# Task 3 — Interactive & Extended Vega-Lite Visualizations

This task extends the exploratory visualizations from **Task 2** by incorporating Vega-Lite’s interactive and compositional features to enable richer analytical exploration.  
The following enhanced visualizations build directly on earlier static versions and demonstrate interactivity through tooltips, highlighting, filtering, and multi-view composition.

In [None]:
import pandas as pd
import altair as alt
from pathlib import Path
from vega_datasets import data as vega_data

alt.data_transformers.disable_max_rows()
alt.renderers.enable('svg')

df = pd.read_csv("../data/data_science_job_posts_2025_clean.csv", low_memory=False)

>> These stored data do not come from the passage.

//! Rooms, assets and consumables of the current home.

use compute::next_due_date;
use model::entities::{asset, asset_details, consumable, consumable_details, room, task};
use sea_orm::{
    ActiveModelTrait, ColumnTrait, DatabaseConnection, EntityTrait, ModelTrait, QueryFilter,
    QueryOrder, Set, TransactionTrait,
};
use tracing::{debug, trace};

use super::{ActionContext, ActionError, ActionOutcome, AssetFields, Schedule, ValidationError, scope};
use crate::listing::ListingFilter;

pub async fn add_room(
    db: &DatabaseConnection,
    ctx: &ActionContext<'_>,
    name: String,
    description: String,
) -> Result<ActionOutcome, ActionError> {
    let room = room::ActiveModel {
        home_id: Set(ctx.home.id),
        name: Set(name),
        description: Set(description),
        ..Default::default()
    }
    .insert(db)
    .await?;
    debug!("Created room {} in home {}", room.id, ctx.home.id);
    Ok(ActionOutcome::done("Room added for you to organize."))
}

/// Room for a new asset: the one picked on the form, else the room the
/// dashboard is showing, else the first room of the home.
async fn placement_room(
    db: &DatabaseConnection,
    ctx: &ActionContext<'_>,
    picked: Option<i32>,
) -> Result<room::Model, ActionError> {
    if let Some(room_id) = picked.or(ctx.selected_room) {
        return scope::room(db, ctx.home.id, room_id).await;
    }

    room::Entity::find()
        .filter(room::Column::HomeId.eq(ctx.home.id))
        .order_by_asc(room::Column::Id)
        .one(db)
        .await?
        .ok_or_else(|| ValidationError::new("Create a room first to place assets.").into())
}

pub async fn add_stored_asset(
    db: &DatabaseConnection,
    ctx: &ActionContext<'_>,
    fields: AssetFields,
) -> Result<ActionOutcome, ActionError> {
    let room = placement_room(db, ctx, fields.room_id).await?;

    let details = asset_details::Entity::find()
        .filter(asset_details::Column::Owner.is_null())
        .filter(asset_details::Column::Name.eq(fields.name.as_str()))
        .filter(asset_details::Column::Brand.eq(fields.brand.as_str()))
        .filter(asset_details::Column::ModelNumber.eq(fields.model_number.as_str()))
        .one(db)
        .await?
        .ok_or_else(|| ActionError::not_found("That asset is not in the stored catalog."))?;

    let asset = asset::ActiveModel {
        room_id: Set(room.id),
        details_id: Set(Some(details.id)),
        name: Set(fields.name),
        category: Set(fields.category),
        ..Default::default()
    }
    .insert(db)
    .await?;
    debug!("Placed stored asset {} (details {}) in room {}", asset.id, details.id, room.id);
    Ok(ActionOutcome::done("Asset added to the room."))
}

pub async fn add_custom_asset(
    db: &DatabaseConnection,
    ctx: &ActionContext<'_>,
    fields: AssetFields,
) -> Result<ActionOutcome, ActionError> {
    let room = placement_room(db, ctx, fields.room_id).await?;

    let txn = db.begin().await?;
    let details = asset_details::ActiveModel {
        name: Set(fields.name.clone()),
        brand: Set(fields.brand),
        model_number: Set(fields.model_number),
        owner: Set(Some(ctx.username.to_string())),
        ..Default::default()
    }
    .insert(&txn)
    .await?;

    let asset = asset::ActiveModel {
        room_id: Set(room.id),
        details_id: Set(Some(details.id)),
        name: Set(fields.name),
        category: Set(fields.category),
        ..Default::default()
    }
    .insert(&txn)
    .await?;
    txn.commit().await?;

    debug!("Placed custom asset {} in room {}", asset.id, room.id);
    Ok(ActionOutcome::done("Asset added to the room."))
}

/// Adds a consumable to an asset. With a schedule, a replacement task is
/// created alongside it.
pub async fn add_consumable(
    db: &DatabaseConnection,
    ctx: &ActionContext<'_>,
    name: String,
    brand: String,
    part_number: String,
    asset_id: i32,
    schedule: Option<Schedule>,
) -> Result<ActionOutcome, ActionError> {
    let asset = scope::asset(db, ctx.home.id, asset_id).await?;

    let txn = db.begin().await?;
    let details = consumable_details::ActiveModel {
        name: Set(name.clone()),
        brand: Set(brand),
        part_number: Set(part_number),
        owner: Set(Some(ctx.username.to_string())),
        ..Default::default()
    }
    .insert(&txn)
    .await?;

    let consumable = consumable::ActiveModel {
        asset_id: Set(asset.id),
        details_id: Set(Some(details.id)),
        name: Set(name.clone()),
        ..Default::default()
    }
    .insert(&txn)
    .await?;

    if let Some(schedule) = schedule {
        let task = task::ActiveModel {
            home_id: Set(ctx.home.id),
            room_id: Set(Some(asset.room_id)),
            asset_id: Set(Some(asset.id)),
            consumable_id: Set(Some(consumable.id)),
            name: Set(format!("Replace {}", name)),
            interval: Set(schedule.interval),
            last_completed_date: Set(Some(schedule.start_date)),
            next_due_date: Set(Some(next_due_date(schedule.interval, schedule.start_date))),
            ..Default::default()
        }
        .insert(&txn)
        .await?;
        trace!("Scheduled replacement task {}", task.id);
    }
    txn.commit().await?;

    Ok(ActionOutcome::done("Consumable added to the asset."))
}

pub async fn delete_room(
    db: &DatabaseConnection,
    ctx: &ActionContext<'_>,
    room_id: i32,
) -> Result<ActionOutcome, ActionError> {
    let room = scope::room(db, ctx.home.id, room_id).await?;
    room.delete(db).await?;
    Ok(ActionOutcome::done("Room was deleted."))
}

pub async fn delete_asset(
    db: &DatabaseConnection,
    ctx: &ActionContext<'_>,
    asset_id: i32,
) -> Result<ActionOutcome, ActionError> {
    let asset = scope::asset(db, ctx.home.id, asset_id).await?;
    asset.delete(db).await?;
    Ok(ActionOutcome::done("Asset was deleted."))
}

pub async fn sort_room(
    db: &DatabaseConnection,
    ctx: &ActionContext<'_>,
    room_id: i32,
) -> Result<ActionOutcome, ActionError> {
    let room = scope::room(db, ctx.home.id, room_id).await?;
    Ok(ActionOutcome {
        filter: Some(ListingFilter::room(room.id)),
        ..ActionOutcome::done(format!("Showing {}.", room.name))
    })
}

pub async fn sort_asset(
    db: &DatabaseConnection,
    ctx: &ActionContext<'_>,
    asset_id: i32,
) -> Result<ActionOutcome, ActionError> {
    let asset = scope::asset(db, ctx.home.id, asset_id).await?;
    Ok(ActionOutcome {
        filter: Some(ListingFilter::asset(asset.id)),
        ..ActionOutcome::done(format!("Showing {}.", asset.name))
    })
}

## Interactive Visualization 1 — Skill Demand Ranking

**Goal**  
Reveal the most frequently requested skills in job postings and let users explore different “Top-N” cutoffs and focus on specific skills.

**Vega-Lite Design & Interactivity**  
- **Mark:** Horizontal bars (`mark_bar`).  
- **Tooltip:** shows skill and its count.  
- **Params & Selections:**  
  - `TopN` — a **slider** (5–50) that limits the ranking via `transform_window(rank)`  
  - `sel` — a **click selection** that highlights the chosen skill (blue) and dims others (gray).

**How to Use**  
- Move the **Top-N** slider to show the top 5–50 skills.  
- **Click** any bar to highlight a specific skill.

In [5]:
skills = (
    df.assign(skills=df["skills"].apply(lambda s: [x.strip(" '\"") for x in s.strip("[]").split(",")]))
      .explode("skills")
)

skill_counts = (
    skills.loc[skills["skills"] != "", "skills"]
          .value_counts()
          .rename_axis("skill")
          .reset_index(name="num_postings")
)

topN = alt.param(name="TopN", value=15, bind=alt.binding_range(name="Top N", min=5, max=50, step=5))
sel  = alt.selection_point(fields=["skill"], on="click", clear="true")

chart =(
    alt.Chart(skill_counts, title="Skill Demand Ranking (interactive)")
      .transform_window(rank="rank(num_postings)")
      .transform_filter(alt.datum.rank <= topN)
      .mark_bar()
      .encode(
          y=alt.Y("skill:N", sort="-x", title=None),
          x=alt.X("num_postings:Q", title="Count in Job Postings"),
          tooltip=["skill:N", alt.Tooltip("num_postings:Q", title="Count")],
          color=alt.condition(sel, alt.value("#1f77b4"), alt.value("#bbbbbb"))
      )
      .add_params(topN, sel)
      .properties(width=800, height=550)
    #   .save("../visualizations/vi_1_interactive_topN_skill_demand_ranking.png")
)
chart


## Interactive Visualization 2 — Median Salary by U.S. State

**Goal**  
Expose geographic patterns in compensation and posting volume, with controls to filter low-sample states.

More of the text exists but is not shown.